Proteus OX19

Scientific classification
- Domain: Bacteria
- Kingdom: Pseudomonadati
- Phylum: Pseudomonadota
- Class: Gammaproteobacteria
- Order: Enterobacterales
- Family: Morganellaceae
- Genus: Proteus
- Species: P. vulgaris
- Binomial name: Proteus vulgaris Hauser, 1885

= Proteus OX19 =

- Genus: Proteus (bacterium)
- Species: vulgaris
- Authority: Hauser, 1885

Species of bacterium

Proteus OX19 is a strain of the Proteus vulgaris bacterium.

==History==
In 1915, Arthur Felix and Edward Weil discovered that Proteus OX19 reacted to the same human immune antibodies as typhus. Other Proteus strains were similarly used to create reagents for other rickettsiae diseases, thus resulting in the commercial Weil-Felix antibody-agglutination test.
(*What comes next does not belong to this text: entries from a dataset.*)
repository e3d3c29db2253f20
//! abatrack-collector - offline-tolerant session collection engine
//!
//! Sits between a collection UI and abatrack-api. UI actions mutate a
//! local [`buffer::SessionBuffer`] instantly and append outbound events
//! to per-kind queues; the [`sync`] layer pushes those queues to the
//! durable store on a 60 second cadence (best effort) and with bounded
//! retries at session end. A lost network never loses an already-queued
//! event, only delays it.

pub mod buffer;
pub mod error;
pub mod session;
pub mod store;
pub mod sync;

#[cfg(test)]
pub(crate) mod testing;

pub use buffer::SessionBuffer;
pub use error::{CollectorError, Result};
pub use session::{SessionPhase, SessionRunner};
pub use store::{EventStore, HttpEventStore};
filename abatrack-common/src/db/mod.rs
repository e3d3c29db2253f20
//! Database initialization and schema

pub mod init;

pub use init::*;
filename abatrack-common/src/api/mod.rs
//! Shared API types

pub mod types;

pub use types::*;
=== Use in fake epidemic in Poland ===
Drs. Eugeniusz Lazowski and his medical-school friend Stanisław Matulewicz were practicing in the small town of Rozwadów in Poland during World War II. Dr. Matulewicz realized that since Proteus vulgaris strain OX19 was used to manufacture the then-common Weil-Felix antibody-agglutination test for typhus, inoculating villagers with dead Proteus would cause a false positive result without causing any disease. When the blood samples of the townspeople were sent to the German authorities for testing, authorities were convinced a typhus epidemic was raging in Rozwadów, and the area was avoided by the Germans, saving thousands of Poles.

== In fiction==
The novel 1979 Night Trains, by Barbara Wood and Gareth Wootton, is a fictionalized account of the Proteus story, with details altered.